Partiamo da una domanda: il sistema portuale di Genova che comprende anche quello di Pra’ ha l’esigenza di disporre di nuova e più vasta area retroportuale, dislocata oltre i limitati spazi attuali e quindi necessariamente al di là dell’Appennino? E, se sì, in che termini? Ruota attorno a questo quesito il futuro delle scelte logistiche legate al porto genovese con in primo piano il ruolo che può avere l’area di Alessandria. Qui sulla carta gli spazi non mancano perché a ridosso del centro urbano della città piemontese è situato lo storico scalo ferroviario merci che si estende per un milione di metri quadrati, in passato uno dei più grandi e movimentati d’Italia (ha un fascio di una cinquantina di binari) e ora quasi inutilizzato.
Della sua possibile funzione di retroporto genovese se ne parla da decenni, ma solo nel marzo 2024 è stato presentato da parte di Rfi il progetto di fattibilità tecnico-economica e avviata la definizione del masterplan dell’hub intermodale con un bando di gara che si chiude il 3 giugno 2024. Ora l’obiettivo è definire il documento di indirizzo strategico entro fine anno per avviare la fase operativa nel corso del 2025.

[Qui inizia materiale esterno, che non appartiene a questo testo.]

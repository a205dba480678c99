//! Connection to a Redis server through the `redis` crate.
//!
//! One synchronous `redis::Connection` behind a mutex, so several counters
//! can share it through `&RedisConnection` or `Arc<RedisConnection>`.
//! Commands always go out as a non-atomic pipeline in ignore-errors mode:
//! an error reply to one command comes back as that command's reply instead
//! of failing the whole call.

use super::command::Command;
use super::connection::{Connection, TransportError};
use super::reply::Reply;
use crate::config::RedisConfig;
use bytes::Bytes;
use parking_lot::Mutex;
use tracing::{debug, warn};

pub struct RedisConnection {
    addr: String,
    conn: Mutex<::redis::Connection>,
}

impl RedisConnection {
    pub fn connect(config: &RedisConfig) -> Result<Self, TransportError> {
        let client = ::redis::Client::open(format!("redis://{}/", config.addr))?;
        let conn = client.get_connection_with_timeout(config.connect_timeout())?;
        conn.set_read_timeout(config.io_timeout())?;
        conn.set_write_timeout(config.io_timeout())?;
        debug!(addr = %config.addr, "connected");

        Ok(RedisConnection {
            addr: config.addr.clone(),
            conn: Mutex::new(conn),
        })
    }

    pub fn addr(&self) -> &str {
        &self.addr
    }

    fn round_trip(&self, commands: &[Command]) -> Result<Vec<Reply>, TransportError> {
        let mut pipe = ::redis::pipe();
        pipe.ignore_errors();
        for command in commands {
            pipe.add_command(to_cmd(command));
        }

        let mut conn = self.conn.lock();
        let values: Vec<::redis::Value> = pipe.query(&mut *conn).map_err(|e| {
            warn!(addr = %self.addr, error = %e, "redis round trip failed");
            TransportError::from(e)
        })?;
        values.into_iter().map(to_reply).collect()
    }
}

fn to_cmd(command: &Command) -> ::redis::Cmd {
    let mut cmd = ::redis::cmd(command.verb());
    for arg in command.args() {
        cmd.arg(&arg[..]);
    }
    cmd
}

/// Map a `redis::Value` onto the reply shapes counters decode.
pub(crate) fn to_reply(value: ::redis::Value) -> Result<Reply, TransportError> {
    use ::redis::Value;

    match value {
        Value::Nil => Ok(Reply::Nil),
        Value::Int(n) => Ok(Reply::Integer(n)),
        Value::BulkString(data) => Ok(Reply::Bulk(Bytes::from(data))),
        Value::SimpleString(s) => Ok(Reply::Status(s)),
        Value::Okay => Ok(Reply::Status("OK".to_string())),
        Value::Double(f) => Ok(Reply::Bulk(Bytes::from(f.to_string()))),
        Value::Boolean(b) => Ok(Reply::Integer(b as i64)),
        Value::Array(items) | Value::Set(items) => items
            .into_iter()
            .map(to_reply)
            .collect::<Result<Vec<_>, _>>()
            .map(Reply::Array),
        Value::ServerError(err) => Ok(Reply::Error(match err.details() {
            Some(details) => format!("{} {}", err.code(), details),
            None => err.code().to_string(),
        })),
        other => Err(TransportError::Protocol(format!(
            "unsupported reply {:?}",
            other
        ))),
    }
}

impl Connection for RedisConnection {
    fn execute(&self, command: &Command) -> Result<Reply, TransportError> {
        let mut replies = self.round_trip(std::slice::from_ref(command))?;
        replies.pop().ok_or(TransportError::ReplyCount {
            expected: 1,
            actual: 0,
        })
    }

    fn pipeline(&self, commands: &[Command]) -> Result<Vec<Reply>, TransportError> {
        if commands.is_empty() {
            return Ok(Vec::new());
        }
        self.round_trip(commands)
    }
}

La posta in gioco è molto alta e solo una volta svelate le carte si potrà comprendere non solo quale sarà il futuro intermodale di Alessandria, ma anche come sarà configurato l’eventuale retroporto logistico di Genova. Ci sarà un’unica grande area, in questo caso Alessandria, o una serie di poli che potranno integrarsi, oppure al contrario cercare di conquistarsi il loro spazio, magari a dispetto di altri, visti come concorrenti? Per ora lo sbocco appare abbastanza indefinito, anche perché la realtà è piuttosto variegata.
Sul territorio le strutture non mancano, a partire dall’interporto di Rivalta Scrivia, la cui società di gestione che ha come riferimento il Gruppo Gavio non è certo intenzionata a restare alla finestra, anzi ha in progetto di ampliare l’attuale struttura per ulteriori 650mila metri quadri. Più a nord si trova il centro interportuale di Mortara che viste le distanze non potrà mai svolgere la funzione di retroporto di Genova, ma può intercettare parte dei traffici, anche perché si colloca su una direttrice ferroviaria come la Genova-Novara-valichi svizzeri dove Rfi sta investendo risorse importanti per realizzare un asse adatto ai trasporti intermodali senza limiti di sagoma.

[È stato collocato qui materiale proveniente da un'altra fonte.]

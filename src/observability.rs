//! Logging setup shared by the binaries.
//!
//! `RUST_LOG` wins over the configured level, so one run can be turned up
//! without editing the config file.

use crate::config::LogConfig;
use tracing_subscriber::EnvFilter;

pub fn init_logging(config: &LogConfig) {
    let filter = EnvFilter::try_from_default_env()
        .or_else(|_| EnvFilter::try_new(&config.level))
        .unwrap_or_else(|_| EnvFilter::new("info"));

    let builder = tracing_subscriber::fmt()
        .with_env_filter(filter)
        .with_writer(std::io::stderr)
        .with_target(false);

    // a second init (tests, embedding) keeps the first subscriber
    let _ = if config.json {
        builder.json().try_init()
    } else {
        builder.try_init()
    };
}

Ma c’è di più, perché a leggere le indicazioni che emergono dal progetto di fattibilità tecnico-economica e dagli indirizzi del masterplan di Alessandria non emerge l’ambizione di una struttura che possa rappresentare una svolta logistica per tutto il triangolo economico che fa perno su Genova. È vero che si parla di trenta ettari destinati al terminal ferroviario e di altri settanta ettari al centro del progetto di un hub intermodale, ma soprattutto in riferimento a quest’ultimo le funzioni sono molto variegate, anche di mobilità urbana e di riuso del territorio (fino ad arrivare al residenziale, anche studentesco), funzioni che con il trasporto merci hanno poco a che fare, al massimo rappresentano un affare per il proponente.
Nei dettagli lo scalo ferroviario avrà tre gru a portale da 40 tonnellate per la movimentazione delle merci, con quattro binari a modulo 750 metri, due corsie per il transito dei trattori stradali e spazi per lo stoccaggio dei container. Restano da definire nei dettagli, e questo lo dirà il masterplan, i contenuti dell’hub intermodale. Ma per una struttura che vorrebbe avere l’ambizione di diventare il retroporto di Genova, un confronto con una realtà come il Quadrante Europa, appare senza storia.
Nei suoi diversi terminal, Verona può contare su 18 binari, oltre a 17 binari di carico/scarico e 13 binari di deposito, serviti da numerose gru a portale o semoventi. Inoltre ha al suo interno uno scalo ferroviario con 18 binari, mentre è in progetto un ulteriore espansione con un quarto modulo con altri otto binari. Se questa è una realtà ormai consolidata, Alessandria è tutta da inventare.